Perhaps we downplayed form and creed too much. Ritual actions are familiar dramatic replays that communicate important information. Creeds are easy ways to remember beliefs and values. Some rituals and creeds are no longer vital or accurate, but then neither is much of last century’s science (the twentieth!). Rituals and creeds (weddings, funerals, or Sunday worship) celebrate our heritage; communicating in direct and simple ways the continuities of our life together. Without these values, when ethics stands alone, it is legalistic, always outdated, with no possibility of consensus.

That is what I mean by continuity: maintaining contact with one another – physical, mental, historical, ethical, spiritual. These kinds of contacts lead to an intimacy of respect and trust that shares values, beliefs, emotions, anxieties, fears, hopes -- all intangible things. Only with established relationships can we hope to be donors of life's continuities. Without these connections even our greatest achievements are merely technical accomplishments, lost when new technologies appear. Without connections we cannot donate to one another the important aspects of our lives.
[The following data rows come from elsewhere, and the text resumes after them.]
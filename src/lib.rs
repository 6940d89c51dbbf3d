// src/lib.rs
//! NMEA Fusion Library
//!
//! Reads NMEA-0183 sentences from one or more ports, merges them into a
//! single navigation fix and flags the fix as stale when updates stop.

pub mod config;
pub mod error;
pub mod gps;
pub mod logging;
pub mod manager;
pub mod observer;
pub mod watchdog;

// Re-export main types for convenience
pub use error::{FixError, Result};
pub use gps::{FixFragment, NavigationFix, NmeaPort, PortRead, SentenceKind};
pub use manager::{FixManager, ReaderSettings};
pub use observer::{FixObserver, StaleCallback};
pub use watchdog::WatchdogTimer;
Love, concern, patient tolerance, generosity of spirit, and affection are never outdated by new science, technology, or different cultures or lifestyles. They are true "continuities of life" with no past and future, only an eternal present (Paul Tillich's phrase). That is why religion has nothing to fear from science. These values are not affected by changes in the human condition: war or revolution, change of location or job, aging or birthing, education or ignorance. If life's continuities are really not mechanical inventions, scientific discoveries, and sociopolitical structures, then we humans must take considerably more effort to maintain human communities.

4. A mutual life

Life's meaningful values – continuities -- rely upon the contact that creates an intimacy that shares values, beliefs, emotions, anxieties, fears, hopes. This is the only way prophets and heroes of the past truly live today. Books and other records are pale imitations of their exploits compared to the effects of their lives. The effect of Gandhi's life on Martin Luther King, Jr. is just one example. No book captures the tremendous contribution to human history of a Gandhi quite like Martin Luther King, Jr.'s life and work did.

The media are filled with examples of how the continuities that connect humans were severed. These events were not donors of life, but destroyers of life. Their actions represent values, but not life-affirming, life-enhancing values, but rather values of cynicism, despair, and selfishness; they describe a world where we no longer feel connected to one another.

We do not gather here to practice rituals or recite creeds, teach or preach, so much as we come to join in a mutual life of concern and care, of joy and love, of hope and comfort, of compassion and justice. We gather as a people who will not abandon one another, because our lives are interwoven with that of other people in such a way that our own lives are shallow and incomplete, without the familiarity of friends.

If we are donors of life's continuities, if we include in our lives the lives of others in deeply significant and meaningful ways, then we too shall surely live, long after physical death has turned us into cosmic compost. Our lives are part of a greater life, made more or less important not by our wealth, accomplishments, or power, but by our contributions to Life itself. Surely this is the ultimate goal of the Easter message. We become part of a larger life than our frail bodies can hold – we become a part of Life itself.

May we all be "donors of life's continuities" -- lovers of one another, capable of laughing and crying at the appropriate times, willing to sit beside the sick, lonely, or oppressed, easily accepting this or that temporary burden on behalf of another. Good marriages are like this, and good families, and great friends. In this way, each of our lives becomes so interwoven with that of other lives that no one of us ever really dies. We are all resurrected in the ongoing tapestry of love and hope, anxieties and joys, cares and concerns that are the greatest source of human fulfillment -- for any one of us or for all of us.